Once the line containing "applied, cancelled, or" has been printed, stop; print every line before it exactly, starting at the top of the material below.

DATA EXTRACTS ::
== Segment start ==

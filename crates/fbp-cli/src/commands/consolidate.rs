//! Consolidate command: merge developers sharing sessions.

use anyhow::Result;

use fbp_db::Database;

pub fn run(db: &mut Database) -> Result<()> {
    let stats = fbp_core::consolidate(db)?;
    println!("passes: {}", stats.passes);
    println!("merges: {}", stats.merges);
    Ok(())
}
//! CLI subcommand implementations.

pub mod consolidate;
pub mod filter;
pub mod import;
pub mod intervals;
pub mod report;
pub mod stats;
pub mod traces;
pub mod util;
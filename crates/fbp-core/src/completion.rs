//! Completion-session payloads and interaction-trace extraction.
//!
//! A completion session ends in one of three states: applied, cancelled, or
//! filtered (the developer kept typing and the IDE re-opened the lookup with
//! a narrowed proposal list). Filtered sessions are not traces of their own;
//! they are held back and merged into the automatically re-triggered
//! follow-up session.

use serde::{Deserialize, Serialize};

use crate::event::{Event, EventKind};

/// Kind-specific payload of a completion event.
#[derive(Debug, Clone, PartialEq, Serialize, Deserialize)]
pub struct CompletionPayload {
    /// The document the completion ran in.
    pub document: Document,
    /// Analyzed syntactic context; `Null` when the analysis produced nothing.
    #[serde(default)]
    pub context: serde_json::Value,
    /// What opened the completion lookup.
    #[serde(default)]
    pub trigger: CompletionTrigger,
    /// How the session ended; absent for sessions cut off mid-flight.
    #[serde(default, skip_serializing_if = "Option::is_none")]
    pub terminated_as: Option<TerminationState>,
    /// The typed prefix narrowing the proposal list.
    #[serde(default)]
    pub prefix: String,
    /// Proposal selections in the order the developer made them.
    #[serde(default)]
    pub selections: Vec<ProposalSelection>,
}

/// The document a completion event was recorded in.
#[derive(Debug, Clone, PartialEq, Eq, Serialize, Deserialize)]
pub struct Document {
    /// Language tag, e.g. `CSharp`.
    #[serde(default)]
    pub language: String,
    /// File name, possibly anonymized upstream.
    #[serde(default)]
    pub file_name: String,
}

/// What opened a completion lookup.
#[derive(Debug, Clone, Copy, PartialEq, Eq, Serialize, Deserialize, Default)]
#[serde(rename_all = "snake_case")]
pub enum CompletionTrigger {
    /// Explicitly requested via keyboard shortcut.
    #[default]
    Shortcut,
    /// Re-opened by the IDE itself, e.g. after filtering.
    Automatic,
    /// Opened while typing.
    Typing,
    /// Opened via mouse click.
    Click,
}

/// How a completion session ended.
#[derive(Debug, Clone, Copy, PartialEq, Eq, Serialize, Deserialize)]
#[serde(rename_all = "snake_case")]
pub enum TerminationState {
    Applied,
    Cancelled,
    Filtered,
}
//! Intervals command: per-session window intervals as JSON.

use std::collections::BTreeMap;
use std::io::{self, Write as _};

use anyhow::Result;

use fbp_core::{Interval, SessionId};
use fbp_db::Database;

use super::util;

pub fn run(db: &Database, min_version: i32) -> Result<()> {
    let sessions: BTreeMap<SessionId, Vec<Interval<String>>> =
        util::session_window_intervals(db, min_version)?
            .into_iter()
            .collect();

    let mut stdout = io::stdout().lock();
    serde_json::to_writer_pretty(&mut stdout, &sessions)?;
    writeln!(stdout)?;
    Ok(())
}
//! Active-window intervals and the usage report built from them.

use std::collections::{BTreeMap, BTreeSet};
use std::fmt::Write as _;

use crate::event::{Activity, Event};
use crate::interval::{Interval, IntervalPolicy, StreamState};

/// Reserved window id covering time spent outside the IDE.
pub const OUTSIDE_IDE: &str = "OutsideIDE";

/// Buckets events by their active window name.
///
/// `LeaveIde` events map to the [`OUTSIDE_IDE`] sentinel; an `EnterIde`
/// event always forces an interval boundary, even when the window after
/// re-entry is the one that was active before leaving.
#[derive(Debug, Clone, Copy, Default)]
pub struct WindowPolicy;

impl IntervalPolicy for WindowPolicy {
    type Bucket = String;

    fn bucket(&self, event: &Event) -> String {
        if event.activity() == Activity::LeaveIde {
            OUTSIDE_IDE.to_owned()
        } else {
            event.active_window().unwrap_or_default().to_owned()
        }
    }

    fn transition(&self, state: &mut StreamState<String>, event: &Event) {
        if event.activity() != Activity::EnterIde {
            return;
        }
        let Some(trigger) = event.triggered_at else {
            return;
        };
        match &mut state.current {
            Some(current) if current.id == OUTSIDE_IDE => {
                // The away time ran until re-entry; the generic step
                // clips this back to the trigger when it opens the next
                // interval.
                current.end = current.end.max(self.end_of(event));
            }
            Some(current) => {
                current.end = current.end.min(trigger);
                let start = current.end;
                state.close_current();
                state.current = Some(Interval {
                    start,
                    end: trigger.max(start),
                    id: OUTSIDE_IDE.to_owned(),
                });
            }
            None => {}
        }
    }
}

/// Cumulative per-window usage across several interval streams.
///
/// One row per stream key, one column per window id seen in any stream,
/// cells in whole seconds.
#[derive(Debug, Default)]
pub struct WindowUsageReport {
    streams: BTreeMap<String, Vec<Interval<String>>>,
}

impl WindowUsageReport {
    #[must_use]
    pub fn new() -> Self {
        Self::default()
    }

    pub fn add_stream(&mut self, key: impl Into<String>, intervals: Vec<Interval<String>>) {
        self.streams
            .entry(key.into())
            .or_default()
            .extend(intervals);
    }

    /// Renders the report as CSV with a `stream` key column.
    #[must_use]
    pub fn to_csv(&self) -> String {
        let windows: BTreeSet<&str> = self
            .streams
            .values()
            .flatten()
            .map(|interval| interval.id.as_str())
            .collect();

        let mut out = String::from("stream");
        for window in &windows {
            out.push(',');
            out.push_str(&csv_field(window));
        }
        out.push('\n');

        for (key, intervals) in &self.streams {
            let mut totals: BTreeMap<&str, i64> = BTreeMap::new();
            for interval in intervals {
                *totals.entry(interval.id.as_str()).or_default() +=
                    interval.duration().num_milliseconds();
            }
            out.push_str(&csv_field(key));
            for window in &windows {
                let ms = totals.get(window).copied().unwrap_or_default();
                let _ = write!(out, ",{}", round_to_seconds(ms));
            }
            out.push('\n');
        }
        out
    }
}

/// Half-up rounding of a non-negative millisecond count to whole seconds.
fn round_to_seconds(ms: i64) -> i64 {
    (ms + 500) / 1000
}

fn csv_field(value: &str) -> String {
    if value.contains(['"', ',', '\n']) {
        format!("\"{}\"", value.replace('"', "\"\""))
    } else {
        value.to_owned()
    }
}
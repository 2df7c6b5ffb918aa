//! Report command: cumulative window usage as CSV.

use anyhow::Result;

use fbp_core::WindowUsageReport;
use fbp_db::Database;

use super::util;

pub fn run(db: &Database, min_version: i32) -> Result<()> {
    let mut report = WindowUsageReport::new();
    for (session_id, intervals) in util::session_window_intervals(db, min_version)? {
        report.add_stream(session_id.as_str(), intervals);
    }
    print!("{}", report.to_csv());
    Ok(())
}
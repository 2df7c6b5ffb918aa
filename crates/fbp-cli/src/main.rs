use std::path::Path;

use anyhow::{Context, Result};
use clap::Parser;
use tracing_subscriber::EnvFilter;

use fbp_cli::commands::{consolidate, filter, import, intervals, report, stats, traces};
use fbp_cli::{Cli, Commands, Config};

/// Load config and open database, ensuring the parent directory exists.
fn open_database(config_path: Option<&Path>) -> Result<fbp_db::Database> {
    let config = Config::load_from(config_path).context("failed to load configuration")?;
    tracing::debug!(?config, "loaded configuration");

    if let Some(parent) = config.database_path.parent() {
        std::fs::create_dir_all(parent).context("failed to create database directory")?;
    }

    fbp_db::Database::open(&config.database_path).context("failed to open database")
}

fn main() -> Result<()> {
    let cli = Cli::parse();

    let env_filter = if cli.verbose {
        EnvFilter::new("debug")
    } else {
        EnvFilter::from_default_env()
    };
    // try_init avoids a panic if tracing is already initialized.
    let _ = tracing_subscriber::fmt().with_env_filter(env_filter).try_init();

    match &cli.command {
        Some(Commands::Import { files }) => {
            let mut db = open_database(cli.config.as_deref())?;
            let inserted = import::run(&mut db, files)?;
            println!("imported {inserted} events");
        }
        Some(Commands::Filter { min_version }) => {
            let db = open_database(cli.config.as_deref())?;
            filter::run(&db, *min_version)?;
        }
        Some(Commands::Intervals { min_version }) => {
            let db = open_database(cli.config.as_deref())?;
            intervals::run(&db, *min_version)?;
        }
        Some(Commands::Report { min_version }) => {
            let db = open_database(cli.config.as_deref())?;
            report::run(&db, *min_version)?;
        }
        Some(Commands::Consolidate) => {
            let mut db = open_database(cli.config.as_deref())?;
            consolidate::run(&mut db)?;
        }
        Some(Commands::Traces { min_version }) => {
            let db = open_database(cli.config.as_deref())?;
            traces::run(&db, *min_version)?;
        }
        Some(Commands::Stats) => {
            let db = open_database(cli.config.as_deref())?;
            stats::run(&db)?;
        }
        None => {
            use clap::CommandFactory;
            Cli::command().print_help()?;
            println!();
        }
    }

    Ok(())
}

== Segment end ==

SOLVED PROBLEM ::
filename crates/fbp-cli/src/commands/consolidate.rs
//! Consolidate command: merge developers sharing sessions.

use anyhow::Result;

use fbp_db::Database;

pub fn run(db: &mut Database) -> Result<()> {
    let stats = fbp_core::consolidate(db)?;
    println!("passes: {}", stats.passes);
    println!("merges: {}", stats.merges);
    Ok(())
}
//! CLI subcommand implementations.

pub mod consolidate;
pub mod filter;
pub mod import;
pub mod intervals;
pub mod report;
pub mod stats;
pub mod traces;
pub mod util;
filename crates/fbp-core/src/completion.rs
//! Completion-session payloads and interaction-trace extraction.
//!
//! A completion session ends in one of three states: applied, cancelled, or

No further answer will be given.